Whenever covid broke out in our prison that specific housing unit went on an airtight lockdown. I went on lockdown at least a total of five times. Each lockdown lasted 5-10 days without any yard time, no phone calls, emails or showers. All medicine and food is delivered to your 9.5 x 12 cell. After a week or two, the restrictions loosen. When lockdown lifts, I have 45 minutes out of my cell with seven other men. Every other day, I get 45 min of outside yard time.
Covid brought many elements of the system and my humanity into close examination. I was given a cell partner to share my cell for the first time in decades. The cell is a bathroom sized place where I read, sleep, exercise, pray and watch TV – and hope that one day my door opens to my freedom. One day I had dizzy spells and almost passed out. I was taken to the outside hospital. They diagnosed me with vertigo. I appreciate and respect the medical care I received under this pandemic.
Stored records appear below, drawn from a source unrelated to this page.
use log::{debug, warn};
use once_cell::sync::OnceCell;
use rayon::prelude::*;

use crate::{Error, Vector3D};
use crate::systems::UnitCell;

use super::{CellShell, Index3D, NeighborBond, NeighborList};
use super::{LinkCellQuery, QueryArgs};

/// Value used to mark the end of a cell chain in the cell list
pub const TERMINATOR: usize = usize::MAX;

/// Maximal number of cells, we need to use this to prevent having too many
/// cells with a large box and a small cell width
const MAX_NUMBER_OF_CELLS: f64 = 1e6;

/// A link-cell spatial index over a set of points.
///
/// The box is split in a grid of cells at least `cell_width` wide along each
/// axis, and every point is assigned to exactly one cell. The points in a cell
/// are stored as an intrusive linked list: `cell_list[n_points + cell]` is the
/// first point in `cell`, and `cell_list[i]` is the point following `i` in the
/// same cell, or [`TERMINATOR`].
///
/// Points outside of the box are wrapped back inside along periodic axes, and
/// assigned to the closest edge cell along aperiodic ones.
///
/// The index borrows the points it was built from; all iterators created from
/// it borrow the index in turn.
#[derive(Debug)]
pub struct LinkCell<'a> {
    /// Bounding box of the points
    unit_cell: UnitCell,
    /// Positions of the indexed points
    points: &'a [Vector3D],
    /// Minimal width of the cells
    cell_width: f64,
    /// Shape of the cell grid
    indexer: Index3D,
    /// Cell chains, see the type documentation
    cell_list: Vec<usize>,
    /// Lazily computed list of neighboring cells for each cell
    neighbors: Vec<OnceCell<Vec<usize>>>,
}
The mental rub comes from the way I had to get it: handcuffed around my wrists, ankles and waist as if I was some wild beast ready to jump on any human being. While in the hospital cuffed to the bed, one wrist and ankle is left free from the bed frame. Two or three prison guards with weapons stand watch 24 hours a day. In all my life, it is one of the most dehumanizing positions I have ever experienced.
I laid in the wonderful hospital bed, thinking of the many women who I read were pregnant while in prison and had to endure the same treatment of shackling like they were the “number one enemy.” I asked myself, “All of this wasted human energy, wealth and time just to show a massive force?”
People sentenced to prison or pre-trial custody remain human beings. The prison systems remain enslaved to a primitive and punitive 15th and 16th century model of inflicting pain and injury to the psychological stability of women and men. Security and maintaining control has served no good purpose except to create more police authority and repression of the human right to breathe as a person. All the prisons are being used to suffocate human development. Covid enhanced the punitive aspect of sentencing.
In America, sentencing is supposed to represent punishment, deterrence, incapacitation and rehabilitation. These four elements are meant to remake the human being so that person can witness their own wicked ways and return to society as a productive person.
We’ve been made to believe that the system is not set up to meet the pandemic. This is false because systems are made up of men. The solution and intelligent way to combat covid is releasing incarcerated women and men in federal and state prisons and jails. This would keep the virus out of the prison systems.
Prisoners didn’t spread or create covid. Many of us have been locked out of society for decades, some as long as 30 years. We have not been sentenced to death. If so, we should have been executed decades ago. Yet we are now facing a death sentence amid the pandemic.
Covid is another dreadful reality where people in prison who are not considered full citizens of civil society remain in spiteful conditions. Even when death knocks at each of our steel doors, our lives are of no concern to the greatest nation ever on earth.